—¡No quiero que me laven! ¡No quiero que me laven! —gritaba la pequeña Betty, dando patadas y bofetadas a su madre.
—Será mejor que te vayas s vivir con los cerditos, niña sucia —decía su madre, frotándose dos manos muy sucias.
—¡Ojalá pudiera! Me encanta estar sucia, ¡estaré sucia! —rugió Betty, tirando la esponja por la ventana y el jabón debajo de la mesa.
Su madre estaba cansada, así que la metió en la cama medio seca, diciéndole que se durmiera enseguida.
—¡No lo haré! Me iré a vivir con los cerdos de la Sra. Gleason, y no tendré otra cosa que hacer que comer y dormir, y revolcarme en la tierra, y nunca, nunca más lavarme —se dijo Betty.
Se quedó un rato pensando en ello y parpadeando a la luna; luego se levantó muy despacio y bajó sigilosamente las escaleras de atrás, atravesando el jardín, hasta la pocilga donde dos simpáticos cerditos dormían profundamente entre la paja de su casita. Sólo gruñeron cuando Betty se arrastró hasta un rincón, riéndose de lo divertido que sería hacer de cerdita y vivir aquí sin mamá que la lavara y le dijera continuamente: “Ponte un delantal limpio, querida”.
A la mañana siguiente se despertó al oír a la señora Gleason verter leche en el abrevadero. Se quedó muy quieta hasta que la mujer se fue; entonces salió sigilosamente y bebió todo lo que quiso, y tomó los mejores trozos de patata fría y pan para desayunar, y los perezosos cerdos no se levantaron hasta que ella hubo terminado. Mientras ellos comían y hurgaban en la tierra, Betty dormía todo el tiempo que quería, sin escuela, ni recados, ni remiendos que hacer. Le gustaba, y se quedaba escondida hasta la noche; entonces volvía a casa, abría la ventanita del armario de la tienda, entraba y se llevaba todas las cosas buenas que quería para comer. Dio un buen paseo en camisón, vio las flores dormidas, oyó piar a los pajaritos en el nido y observó a las luciérnagas y a las polillas en su bonito juego.
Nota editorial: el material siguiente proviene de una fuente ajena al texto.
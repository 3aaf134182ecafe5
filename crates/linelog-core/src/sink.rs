//! Sink contract for completed lines.
//!
//! A sink is a long-lived, externally-owned consumer; the printer only ever
//! calls [`LineSink::emit`] and never manages the sink's lifecycle.

use std::io::Write;
use std::sync::Mutex;

/// Consumer of completed lines.
///
/// `emit` receives the line contents with terminators already stripped. Calls
/// run inside the printer's critical section, so implementations must be
/// short and non-blocking, and must not write back into the printer that
/// invoked them. Emission is infallible from the printer's perspective: a
/// sink that can fail handles (or drops) its own failures, since a flushed
/// line is never re-buffered.
pub trait LineSink {
    fn emit(&self, line: &[u8]);
}

impl<T: LineSink + ?Sized> LineSink for &T {
    fn emit(&self, line: &[u8]) {
        (**self).emit(line);
    }
}

impl<T: LineSink + ?Sized> LineSink for std::sync::Arc<T> {
    fn emit(&self, line: &[u8]) {
        (**self).emit(line);
    }
}

impl<T: LineSink + ?Sized> LineSink for Box<T> {
    fn emit(&self, line: &[u8]) {
        (**self).emit(line);
    }
}

/// Sink that collects emitted lines in memory.
#[derive(Debug, Default)]
pub struct MemorySink {
    lines: Mutex<Vec<Vec<u8>>>,
}

impl MemorySink {
    pub fn new() -> Self {
        Self::default()
    }

    /// Snapshot of all lines emitted so far, in emission order.
    pub fn lines(&self) -> Vec<Vec<u8>> {
        self.lines
            .lock()
            .unwrap_or_else(|e| e.into_inner())
            .clone()
    }

    /// Number of lines emitted so far.
    pub fn len(&self) -> usize {
        self.lines.lock().unwrap_or_else(|e| e.into_inner()).len()
    }

    /// Whether nothing has been emitted yet.
    pub fn is_empty(&self) -> bool {
        self.len() == 0
    }
}

impl LineSink for MemorySink {
    fn emit(&self, line: &[u8]) {
        self.lines
            .lock()
            .unwrap_or_else(|e| e.into_inner())
            .push(line.to_vec());
    }
}

/// Sink that appends each line plus a newline to an [`std::io::Write`]
/// target.
///
/// Write errors are dropped: emission is best-effort and the printer never
/// retries or re-buffers a flushed line.
#[derive(Debug)]
pub struct WriterSink<W> {
    writer: Mutex<W>,
}

impl<W: Write> WriterSink<W> {
    pub fn new(writer: W) -> Self {
        Self {
            writer: Mutex::new(writer),
        }
    }

    /// Consume the sink and return the underlying writer.
    pub fn into_inner(self) -> W {
        self.writer.into_inner().unwrap_or_else(|e| e.into_inner())
    }
}

impl<W: Write> LineSink for WriterSink<W> {
    fn emit(&self, line: &[u8]) {
        let mut writer = self.writer.lock().unwrap_or_else(|e| e.into_inner());
        let _ = writer.write_all(line);
        let _ = writer.write_all(b"\n");
        let _ = writer.flush();
    }
}
//! Bounded line buffering.
//!
//! Accumulates producer bytes and emits a completed line to the sink when a
//! terminator arrives, the buffer fills, or the session closes.

use crate::error::{LinelogError, LinelogResult};
use crate::sink::LineSink;
use crate::source::ByteSource;

/// Default buffer capacity in bytes.
pub const DEFAULT_LINE_CAPACITY: usize = 508;

/// Marker appended when a line is force-flushed at capacity.
const ESCAPE: u8 = b'\\';

/// Accumulates bytes into a bounded buffer and emits complete lines.
///
/// A line ends at `\r` or `\n` (the terminator itself is never emitted),
/// when the buffer reaches capacity (the line is split and a trailing `\`
/// marks the continuation), or when the printer is closed with bytes still
/// buffered. Between calls the cursor never exceeds the capacity, and no
/// producer byte is ever silently dropped.
#[derive(Debug)]
pub struct LinePrinter<S: LineSink> {
    /// One byte of slack past `capacity` holds the escape marker.
    buf: Vec<u8>,
    capacity: usize,
    /// Number of valid bytes in `buf`.
    cursor: usize,
    sink: S,
}

impl<S: LineSink> LinePrinter<S> {
    /// Create a printer with the default capacity.
    pub fn new(sink: S) -> Self {
        Self::with_capacity(DEFAULT_LINE_CAPACITY, sink)
    }

    /// Create a printer holding at most `capacity` bytes before a forced
    /// flush. A capacity of 0 is treated as 1.
    pub fn with_capacity(capacity: usize, sink: S) -> Self {
        let capacity = capacity.max(1);
        Self {
            buf: vec![0u8; capacity + 1],
            capacity,
            cursor: 0,
            sink,
        }
    }

    /// Configured capacity in bytes.
    pub fn capacity(&self) -> usize {
        self.capacity
    }

    /// Number of bytes currently buffered awaiting a terminator.
    pub fn pending(&self) -> usize {
        self.cursor
    }

    /// Append bytes from an in-memory slice.
    ///
    /// Returns the number of bytes consumed, which for a slice is always
    /// `data.len()`.
    pub fn write(&mut self, data: &[u8]) -> usize {
        for &byte in data {
            self.push(byte);
        }
        data.len()
    }

    /// Append bytes from a fallible source, in order, one byte at a time.
    ///
    /// A fetch fault aborts the remainder of the call: unprocessed input is
    /// discarded, already-buffered bytes are kept (not flushed), and the
    /// error reports how many bytes were consumed before the fault.
    pub fn write_from(&mut self, src: &mut dyn ByteSource) -> LinelogResult<usize> {
        let count = src.len();
        for i in 0..count {
            let byte = match src.fetch(i) {
                Ok(byte) => byte,
                Err(source) => {
                    return Err(LinelogError::Acquisition {
                        consumed: i,
                        source,
                    });
                }
            };
            self.push(byte);
        }
        Ok(count)
    }

    /// Emit the buffered partial line, if any, and reset the buffer.
    ///
    /// A flush with nothing buffered is a no-op; the sink never sees an
    /// empty line.
    pub fn flush(&mut self) {
        if self.cursor > 0 {
            self.sink.emit(&self.buf[..self.cursor]);
            self.cursor = 0;
        }
    }

    /// Flush any trailing partial line and consume the printer.
    pub fn close(mut self) {
        self.flush();
    }

    /// Access the sink collaborator.
    pub fn sink(&self) -> &S {
        &self.sink
    }

    /// Process one byte: escape-and-flush at capacity, flush on terminator,
    /// append otherwise.
    fn push(&mut self, byte: u8) {
        if self.cursor >= self.capacity {
            self.buf[self.cursor] = ESCAPE;
            self.cursor += 1;
            self.flush();
        }
        match byte {
            b'\r' | b'\n' => self.flush(),
            byte => {
                self.buf[self.cursor] = byte;
                self.cursor += 1;
            }
        }
    }
}

impl<S: LineSink> Drop for LinePrinter<S> {
    fn drop(&mut self) {
        // Sessions that end without an explicit close still drain.
        self.flush();
    }
}

#[cfg(test)]
mod tests {
    use super::*;
    use crate::sink::MemorySink;
    use std::io;
    use std::sync::Arc;

    /// Source that faults at a fixed index, like producer memory vanishing
    /// mid-copy.
    struct FlakySource {
        data: Vec<u8>,
        fail_at: usize,
    }

    impl ByteSource for FlakySource {
        fn len(&self) -> usize {
            self.data.len()
        }

        fn fetch(&mut self, index: usize) -> io::Result<u8> {
            if index == self.fail_at {
                return Err(io::Error::new(
                    io::ErrorKind::Other,
                    "backing memory gone",
                ));
            }
            Ok(self.data[index])
        }
    }

    fn printer(capacity: usize) -> (LinePrinter<Arc<MemorySink>>, Arc<MemorySink>) {
        let sink = Arc::new(MemorySink::new());
        (LinePrinter::with_capacity(capacity, sink.clone()), sink)
    }

    #[test]
    fn newline_completes_line() {
        let (mut p, sink) = printer(8);
        p.write(b"hello\n");
        assert_eq!(sink.lines(), vec![b"hello".to_vec()]);
        assert_eq!(p.pending(), 0);
    }

    #[test]
    fn overflow_splits_with_marker() {
        let (mut p, sink) = printer(8);
        p.write(b"abcdefgh");
        // Full but not yet overflowed: nothing emitted.
        assert!(sink.is_empty());
        assert_eq!(p.pending(), 8);

        p.write(b"i");
        assert_eq!(sink.lines(), vec![b"abcdefgh\\".to_vec()]);
        assert_eq!(p.pending(), 1);

        p.flush();
        assert_eq!(sink.lines()[1], b"i".to_vec());
    }

    #[test]
    fn lone_terminator_emits_nothing() {
        let (mut p, sink) = printer(8);
        p.write(b"\n");
        assert!(sink.is_empty());
    }

    #[test]
    fn flush_is_idempotent() {
        let (mut p, sink) = printer(8);
        p.flush();
        p.flush();
        assert!(sink.is_empty());

        p.write(b"x\n");
        p.flush();
        p.flush();
        assert_eq!(sink.len(), 1);
    }

    #[test]
    fn close_flushes_trailing_partial_line() {
        let (mut p, sink) = printer(8);
        p.write(b"a");
        p.close();
        assert_eq!(sink.lines(), vec![b"a".to_vec()]);
    }

    #[test]
    fn drop_flushes_trailing_partial_line() {
        let sink = Arc::new(MemorySink::new());
        {
            let mut p = LinePrinter::with_capacity(8, sink.clone());
            p.write(b"tail");
        }
        assert_eq!(sink.lines(), vec![b"tail".to_vec()]);
    }

    #[test]
    fn crlf_pair_yields_no_empty_line() {
        let (mut p, sink) = printer(16);
        p.write(b"line1\r\nline2\n");
        assert_eq!(sink.lines(), vec![b"line1".to_vec(), b"line2".to_vec()]);
    }

    #[test]
    fn terminators_never_appear_in_output() {
        let (mut p, sink) = printer(4);
        p.write(b"a\rb\nc\r\n\r\rd");
        p.close();
        for line in sink.lines() {
            assert!(!line.contains(&b'\r'));
            assert!(!line.contains(&b'\n'));
        }
    }

    #[test]
    fn overflow_conserves_every_byte() {
        let input: Vec<u8> = (0..20).map(|i| b'a' + (i % 26) as u8).collect();
        let (mut p, sink) = printer(8);
        p.write(&input);
        p.close();

        // 20 bytes with capacity 8 force two splits: 8+marker, 8+marker, 4.
        let lines = sink.lines();
        assert_eq!(lines.len(), 3);
        assert_eq!(lines[0].len(), 9);
        assert_eq!(lines[1].len(), 9);
        assert_eq!(lines[2].len(), 4);

        let total: usize = lines.iter().map(Vec::len).sum();
        assert_eq!(total, input.len() + 2);

        // Stripping the markers reconstructs the input in order.
        let mut reassembled = Vec::new();
        reassembled.extend_from_slice(&lines[0][..8]);
        reassembled.extend_from_slice(&lines[1][..8]);
        reassembled.extend_from_slice(&lines[2]);
        assert_eq!(reassembled, input);
    }

    #[test]
    fn cursor_never_exceeds_capacity_between_calls() {
        let (mut p, _sink) = printer(8);
        for chunk in [&b"abc"[..], &b"defgh"[..], &b"ijklmnop"[..], &b"q"[..]] {
            p.write(chunk);
            assert!(p.pending() <= p.capacity());
        }
    }

    #[test]
    fn full_buffer_then_terminator_keeps_marker() {
        // The escape-and-flush check runs before the terminator check, so a
        // terminator arriving on a full buffer still splits with the marker.
        let (mut p, sink) = printer(4);
        p.write(b"wxyz\n");
        assert_eq!(sink.lines(), vec![b"wxyz\\".to_vec()]);
        assert_eq!(p.pending(), 0);
    }

    #[test]
    fn acquisition_fault_reports_consumed_and_keeps_buffer() {
        let (mut p, sink) = printer(16);
        let mut src = FlakySource {
            data: b"0123456789".to_vec(),
            fail_at: 3,
        };

        let err = p.write_from(&mut src).unwrap_err();
        match err {
            LinelogError::Acquisition { consumed, .. } => assert_eq!(consumed, 3),
            other => panic!("unexpected error: {other}"),
        }

        // Nothing was flushed by the fault; the three bytes are recoverable.
        assert!(sink.is_empty());
        assert_eq!(p.pending(), 3);
        p.flush();
        assert_eq!(sink.lines(), vec![b"012".to_vec()]);
    }

    #[test]
    fn write_resumes_after_fault() {
        let (mut p, sink) = printer(16);
        let mut src = FlakySource {
            data: b"abcdef".to_vec(),
            fail_at: 2,
        };
        assert!(p.write_from(&mut src).is_err());

        // A later successful write continues the same line.
        p.write(b"CD\n");
        assert_eq!(sink.lines(), vec![b"abCD".to_vec()]);
    }

    #[test]
    fn write_from_slice_source_matches_write() {
        let (mut p, sink) = printer(8);
        let mut src: &[u8] = b"one\ntwo\n";
        let consumed = p.write_from(&mut src).unwrap();
        assert_eq!(consumed, 8);
        assert_eq!(sink.lines(), vec![b"one".to_vec(), b"two".to_vec()]);
    }

    #[test]
    fn zero_capacity_is_clamped() {
        let (mut p, sink) = printer(0);
        assert_eq!(p.capacity(), 1);
        p.write(b"ab\n");
        // At capacity 1 every byte lands on a full buffer, the trailing
        // terminator included, so both splits carry the marker.
        assert_eq!(sink.lines(), vec![b"a\\".to_vec(), b"b\\".to_vec()]);
    }
}
use std::io;
use thiserror::Error;

/// Errors produced by the linelog buffering layer and its host.
#[derive(Debug, Error)]
pub enum LinelogError {
    /// Byte acquisition from the producer failed partway through a write.
    ///
    /// `consumed` bytes were appended before the fault; they stay buffered
    /// for a later write or flush.
    #[error("producer read failed after {consumed} bytes: {source}")]
    Acquisition {
        consumed: usize,
        #[source]
        source: io::Error,
    },

    #[error("session not found: {0}")]
    SessionNotFound(String),

    #[error("session limit reached ({0})")]
    SessionLimit(usize),

    #[error("config error: {0}")]
    Config(String),

    #[error("io error: {0}")]
    Io(#[from] io::Error),

    #[error("{0}")]
    Other(String),
}

pub type LinelogResult<T> = Result<T, LinelogError>;
//! Shared-instance wrapper for concurrent producers.

use std::sync::{Arc, Mutex, MutexGuard};

use crate::error::{LinelogError, LinelogResult};
use crate::printer::LinePrinter;
use crate::sink::LineSink;
use crate::source::ByteSource;

/// Cloneable handle to a printer shared by multiple producers.
///
/// All mutations go through a short-held mutex: exactly one write, flush, or
/// close is in its critical section at a time, and byte acquisition happens
/// under the lock so no other producer observes a partially-advanced cursor.
/// Writes from different producers are serialized in lock-acquisition order;
/// there is no fairness guarantee beyond mutual exclusion.
#[derive(Debug)]
pub struct SharedPrinter<S: LineSink> {
    inner: Arc<Mutex<LinePrinter<S>>>,
}

impl<S: LineSink> Clone for SharedPrinter<S> {
    fn clone(&self) -> Self {
        Self {
            inner: self.inner.clone(),
        }
    }
}

impl<S: LineSink> SharedPrinter<S> {
    pub fn new(printer: LinePrinter<S>) -> Self {
        Self {
            inner: Arc::new(Mutex::new(printer)),
        }
    }

    /// Append bytes from an in-memory slice.
    pub fn write(&self, data: &[u8]) -> LinelogResult<usize> {
        let mut printer = self.lock()?;
        Ok(printer.write(data))
    }

    /// Append bytes from a fallible source, holding the lock across
    /// acquisition.
    pub fn write_from(&self, src: &mut dyn ByteSource) -> LinelogResult<usize> {
        let mut printer = self.lock()?;
        printer.write_from(src)
    }

    /// Emit any buffered partial line.
    pub fn flush(&self) -> LinelogResult<()> {
        self.lock()?.flush();
        Ok(())
    }

    /// Flush and release this handle.
    ///
    /// The printer itself is freed when the last clone drops; its own drop
    /// flushes again, which is a no-op after this.
    pub fn close(self) -> LinelogResult<()> {
        self.flush()
    }

    /// Number of bytes currently buffered.
    pub fn pending(&self) -> LinelogResult<usize> {
        Ok(self.lock()?.pending())
    }

    fn lock(&self) -> LinelogResult<MutexGuard<'_, LinePrinter<S>>> {
        self.inner
            .lock()
            .map_err(|_| LinelogError::Other("printer lock poisoned".into()))
    }
}

#[cfg(test)]
mod tests {
    use super::*;
    use crate::sink::MemorySink;
    use std::thread;

    #[test]
    fn clones_share_one_buffer() {
        let sink = Arc::new(MemorySink::new());
        let shared = SharedPrinter::new(LinePrinter::with_capacity(16, sink.clone()));
        let other = shared.clone();

        shared.write(b"ab").unwrap();
        assert_eq!(other.pending().unwrap(), 2);

        other.write(b"cd\n").unwrap();
        assert_eq!(sink.lines(), vec![b"abcd".to_vec()]);
        assert_eq!(shared.pending().unwrap(), 0);
    }

    #[test]
    fn concurrent_writers_never_tear_lines() {
        let sink = Arc::new(MemorySink::new());
        let shared = SharedPrinter::new(LinePrinter::with_capacity(64, sink.clone()));

        let mut handles = Vec::new();
        for writer in 0..4u8 {
            let shared = shared.clone();
            handles.push(thread::spawn(move || {
                let line = [b'a' + writer; 8];
                for _ in 0..100 {
                    // One line per call: the lock makes the whole call atomic,
                    // so the 8 identical bytes and the terminator stay together.
                    let mut msg = line.to_vec();
                    msg.push(b'\n');
                    shared.write(&msg).unwrap();
                }
            }));
        }
        for handle in handles {
            handle.join().unwrap();
        }

        let lines = sink.lines();
        assert_eq!(lines.len(), 400);
        for line in lines {
            assert_eq!(line.len(), 8);
            // Every byte of the line belongs to the same writer.
            assert!(line.iter().all(|&b| b == line[0]));
        }
    }

    #[test]
    fn close_flushes_through_the_handle() {
        let sink = Arc::new(MemorySink::new());
        let shared = SharedPrinter::new(LinePrinter::with_capacity(16, sink.clone()));
        shared.write(b"partial").unwrap();
        shared.close().unwrap();
        assert_eq!(sink.lines(), vec![b"partial".to_vec()]);
    }
}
Nadie la vio, excepto los gatos, que jugaron con ella a la luz de la luna y se divirtieron mucho.
Cuando se cansaba, se iba a dormir con los cerdos, y dormitaba todo el día siguiente; sólo salía para comer y beber cuando traían la leche y los bocados fríos; porque la señora Gleason cuidaba muy bien de sus cerdos, y les daba paja limpia a menudo, y los mantenía lo mejor que podía.
Betty vivió mucho tiempo de este modo tan extraño, y pronto se pareció más a un cerdo que a una niña; porque se le ensuciaba el camisón, nunca se peinaba, nunca se lavaba la cara, y le encantaba escarbar en el barro hasta que sus manos parecían patas. Nunca hablaba, pero empezó a gruñir como los cerdos, y se metía en la paja para dormir, chillaba cuando la hacinaban, se peleaba por la comida, comiendo con el hocico en el comedero como un verdadero cerdo. Al principio jugaba por las noches y robaba cosas para comer, y la gente ponía trampas para atrapar al ladrón en sus jardines, y la cocinera de su propia casa renegaba por las ratas que se llevaban el pastel y las tartas de su despensa. Pero ella se volvió demasiado perezosa y gorda para preocuparse de otra cosa que no fuera dormir y comer, y nunca salió de la pocilga. Se ponía de rodillas y empezaba a preguntarse si no le crecería una colita y su nariz se convertiría en un hocico.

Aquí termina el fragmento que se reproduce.